Abu Hanifah lantas mengatakan, “Jika orang tersebut mengingkari Allah di atas
langit, maka dia kafir.”[5]
Imam Malik bin Anas[6],
Imam Darul Hijroh Meyakini Allah di Atas Langit
Dari Abdullah bin Ahmad
bin Hambal ketika membantah paham Jahmiyah, ia mengatakan bahwa Imam Ahmad
mengatakan dari Syraih bin An Nu’man, dari Abdullah bin Nafi’, ia berkata bahwa
Imam Malik bin Anas mengatakan,
الله في السماء
وعلمه في كل مكان لا يخلو منه شيء
“Allah berada di
atas langit. Sedangkan ilmu-Nya berada di mana-mana, segala sesuatu tidaklah
lepas dari ilmu-Nya.”[7]
Diriwayatkan dari Yahya
bin Yahya At Taimi, Ja’far bin ‘Abdillah, dan sekelompok ulama lainnya, mereka
berkata,
جاء رجل إلى مالك فقال يا
أبا عبد الله الرحمن على العرش استوى كيف استوى قال فما رأيت مالكا وجد من شيء
كموجدته من مقالته وعلاه الرحضاء يعني العرق وأطرق القوم فسري عن مالك وقال الكيف
غير معقول والإستواء منه غير مجهول والإيمان به واجب والسؤال عنه بدعة وإني أخاف
أن تكون ضالا وأمر به فأخرج
“Suatu saat ada yang
mendatangi Imam Malik, ia berkata: “Wahai Abu ‘Abdillah (Imam Malik), Allah
Ta’ala berfirman,
الرَّحْمَنُ عَلَى
الْعَرْشِ اسْتَوَى
“Allah menetap
tinggi di atas ‘Arsy”[8]. Lalu bagaimana Allah beristiwa’ (menetap tinggi)?”
Dikatakan, “Aku tidak pernah melihat Imam Malik melakukan sesuatu (artinya beliau
marah) sebagaimana yang ditemui pada orang tersebut. Urat beliau pun naik dan
orang tersebut pun terdiam.” Kecemasan beliau pun pudar, lalu beliau berkata,
الكَيْفُ غَيْرُ
مَعْقُوْلٍ وَالإِسْتِوَاءُ مِنْهُ غَيْرُ مَجْهُوْلٍ وَالإِيْمَانُ بِهِ وَاجِبٌ
وَالسُّؤَالُ عَنْهُ بِدْعَةٌ وَإِنِّي أَخَافُ أَنْ تَكُوْنَ ضَالاًّ
“Hakekat dari
istiwa’ tidak mungkin digambarkan, namun istiwa’ Allah diketahui maknanya.

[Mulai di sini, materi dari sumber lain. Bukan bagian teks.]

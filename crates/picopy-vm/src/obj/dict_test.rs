// SPDX-License-Identifier: GPL-3.0-or-later
// Copyright 2026 Tobias Sarnowski

//! Tests for dict semantics: linear search, in-place overwrite,
//! append-on-miss, insertion-ordered iteration.

#![allow(clippy::unwrap_used, clippy::expect_used)]

use picopy_abi::ReturnCode;

use super::{Singletons, dict, inc_ref, int, release, string};
use crate::heap::Heap;
use crate::platform::MockPlatform;

fn setup() -> (Heap, Singletons, MockPlatform) {
    let mut heap = Heap::new(8192);
    let singletons = Singletons::init(&mut heap).unwrap();
    (heap, singletons, MockPlatform::default())
}

#[test]
fn set_and_get() {
    let (mut heap, s, p) = setup();
    let d = dict::new(&mut heap).unwrap();
    let k = string::new(&mut heap, b"a").unwrap();
    let v = int::new(&mut heap, &s, 5).unwrap();
    dict::set_item(&mut heap, &p, d, k, v).unwrap();
    assert_eq!(dict::length(&heap, d), 1);

    let probe = string::new(&mut heap, b"a").unwrap();
    let got = dict::get_item(&heap, &p, d, probe).unwrap();
    assert_eq!(int::value(&heap, got), 5);
}

#[test]
fn missing_key_raises_key() {
    let (mut heap, _s, p) = setup();
    let d = dict::new(&mut heap).unwrap();
    let probe = string::new(&mut heap, b"nope").unwrap();
    let err = dict::get_item(&heap, &p, d, probe).unwrap_err();
    assert_eq!(err.code, ReturnCode::ExKey);
}

#[test]
fn overwrite_keeps_position_and_length() {
    // d[k1]=v1; d[k2]=v2; d[k1]=v3 iterates as (k1,v3), (k2,v2):
    // k1 remains front-most after the re-assignment
    let (mut heap, s, p) = setup();
    let d = dict::new(&mut heap).unwrap();

    let k1 = string::new(&mut heap, b"k1").unwrap();
    let v1 = int::new(&mut heap, &s, 11).unwrap();
    dict::set_item(&mut heap, &p, d, k1, v1).unwrap();

    let k2 = string::new(&mut heap, b"k2").unwrap();
    let v2 = int::new(&mut heap, &s, 22).unwrap();
    dict::set_item(&mut heap, &p, d, k2, v2).unwrap();

    let k1_again = string::new(&mut heap, b"k1").unwrap();
    let v3 = int::new(&mut heap, &s, 33).unwrap();
    dict::set_item(&mut heap, &p, d, k1_again, v3).unwrap();

    assert_eq!(dict::length(&heap, d), 2);
    assert!(string::eq_bytes(
        &heap,
        &p,
        dict::key_at(&heap, d, 0).unwrap(),
        b"k1"
    ));
    assert_eq!(int::value(&heap, dict::val_at(&heap, d, 0).unwrap()), 33);
    assert!(string::eq_bytes(
        &heap,
        &p,
        dict::key_at(&heap, d, 1).unwrap(),
        b"k2"
    ));
    assert_eq!(int::value(&heap, dict::val_at(&heap, d, 1).unwrap()), 22);
}

#[test]
fn first_insertion_stays_front_most() {
    let (mut heap, s, p) = setup();
    let d = dict::new(&mut heap).unwrap();
    for (i, name) in [&b"a"[..], b"b", b"c"].iter().enumerate() {
        let k = string::new(&mut heap, name).unwrap();
        let v = int::new(&mut heap, &s, i as i32 + 10).unwrap();
        dict::set_item(&mut heap, &p, d, k, v).unwrap();
    }
    assert!(string::eq_bytes(
        &heap,
        &p,
        dict::key_at(&heap, d, 0).unwrap(),
        b"a"
    ));
    assert!(string::eq_bytes(
        &heap,
        &p,
        dict::key_at(&heap, d, 2).unwrap(),
        b"c"
    ));
}

#[test]
fn integer_keys_compare_by_value() {
    let (mut heap, s, p) = setup();
    let d = dict::new(&mut heap).unwrap();
    let k = int::new(&mut heap, &s, 1000).unwrap();
    let v = int::new(&mut heap, &s, 1).unwrap();
    dict::set_item(&mut heap, &p, d, k, v).unwrap();

    let probe = int::new(&mut heap, &s, 1000).unwrap();
    assert!(dict::has_key(&heap, &p, d, probe));
}

#[test]
fn parallel_lists_stay_paired_past_a_segment() {
    // More pairs than one segment holds
    let (mut heap, s, p) = setup();
    let d = dict::new(&mut heap).unwrap();
    for i in 0..20 {
        let k = int::new(&mut heap, &s, i).unwrap();
        let v = int::new(&mut heap, &s, i * 100).unwrap();
        dict::set_item(&mut heap, &p, d, k, v).unwrap();
    }
    assert_eq!(dict::length(&heap, d), 20);
    for i in 0..20 {
        let k = dict::key_at(&heap, d, i).unwrap();
        let v = dict::val_at(&heap, d, i).unwrap();
        assert_eq!(int::value(&heap, k) * 100, int::value(&heap, v));
    }
}

#[test]
fn clear_resets_and_frees() {
    let (mut heap, s, p) = setup();
    let d = dict::new(&mut heap).unwrap();
    let after_new = heap.avail();
    for i in 0..12 {
        let k = int::new(&mut heap, &s, 100 + i).unwrap();
        let v = int::new(&mut heap, &s, 200 + i).unwrap();
        dict::set_item(&mut heap, &p, d, k, v).unwrap();
    }
    dict::clear(&mut heap, d).unwrap();
    assert_eq!(dict::length(&heap, d), 0);
    assert_eq!(heap.avail(), after_new);
}

#[test]
fn update_copies_pairs_in_order() {
    let (mut heap, s, p) = setup();
    let src = dict::new(&mut heap).unwrap();
    for name in [&b"x"[..], b"y"] {
        let k = string::new(&mut heap, name).unwrap();
        let v = int::new(&mut heap, &s, 9).unwrap();
        dict::set_item(&mut heap, &p, src, k, v).unwrap();
    }
    let dest = dict::new(&mut heap).unwrap();
    dict::update(&mut heap, &p, dest, src).unwrap();
    assert_eq!(dict::length(&heap, dest), 2);
    assert!(string::eq_bytes(
        &heap,
        &p,
        dict::key_at(&heap, dest, 0).unwrap(),
        b"x"
    ));
    assert!(string::eq_bytes(
        &heap,
        &p,
        dict::key_at(&heap, dest, 1).unwrap(),
        b"y"
    ));
}

#[test]
fn destruction_restores_heap_bytes() {
    let (mut heap, s, p) = setup();
    let baseline = heap.avail();
    let d = dict::new(&mut heap).unwrap();
    for i in 0..10 {
        let k = int::new(&mut heap, &s, 300 + i).unwrap();
        let v = string::new(&mut heap, b"value").unwrap();
        dict::set_item(&mut heap, &p, d, k, v).unwrap();
    }
    release(&mut heap, d).unwrap();
    assert_eq!(heap.avail(), baseline);
    // Unrelated: singletons are untouched by the teardown
    inc_ref(&mut heap, s.zero);
    release(&mut heap, s.zero).unwrap();
}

Beriman terhadap sifat istiwa’ adalah suatu kewajiban. Bertanya mengenai
(hakekat) istiwa’ adalah bid’ah. Aku khawatir engkau termasuk orang sesat.”
Kemudian orang tersebut diperintah untuk keluar.[9]
Inilah perkataan
yang shahih dari Imam Malik. Perkataan beliau sama dengan robi’ah yang pernah
kami sebutkan. Itulah keyakinan Ahlus Sunnah.
Imam Asy Syafi’i[10]
-yang menjadi rujukan mayoritas kaum muslimin di Indonesia dalam masalah fiqih-
meyakini Allah berada di atas langit
Syaikhul Islam berkata
bahwa telah mengabarkan kepada kami Abu Ya’la Al Kholil bin Abdullah Al Hafizh,
beliau berkata bahwa telah memberitahukan kepada kami Abul Qosim bin ‘Alqomah
Al Abhariy, beliau berkata bahwa Abdurrahman bin Abi Hatim Ar Roziyah telah
memberitahukan pada kami, dari Abu Syu’aib dan Abu Tsaur, dari Abu Abdillah
Muhammad bin Idris Asy Syafi’i (yang terkenal dengan Imam Syafi’i), beliau
berkata,
القول في السنة التي أنا
عليها ورأيت اصحابنا عليها اصحاب الحديث الذين رأيتهم فأخذت عنهم مثل سفيان ومالك
وغيرهما الإقرار بشهادة ان لااله الا الله وان محمدا رسول الله وذكر شيئا ثم قال
وان الله على عرشه في سمائه يقرب من خلقه كيف شاء وان الله
تعالى ينزل الى السماء
الدنيا كيف شاء وذكر سائر الاعتقاد
“Perkataan dalam As
Sunnah yang aku dan pengikutku serta pakar hadits meyakininya, juga hal ini
diyakini oleh Sufyan, Malik dan selainnya : “Kami mengakui bahwa tidak ada
sesembahan yang berhak disembah dengan benar kecuali Allah. Kami pun mengakui
bahwa Muhammad adalah utusan Allah.” Lalu Imam Asy Syafi’i mengatakan,
“Sesungguhnya Allah berada di atas ‘Arsy-Nya yang berada di atas langit-Nya,
namun walaupun begitu Allah pun dekat dengan makhluk-Nya sesuai yang Dia
kehendaki. Allah Ta’ala turun ke langit dunia sesuai dengan kehendak-Nya.”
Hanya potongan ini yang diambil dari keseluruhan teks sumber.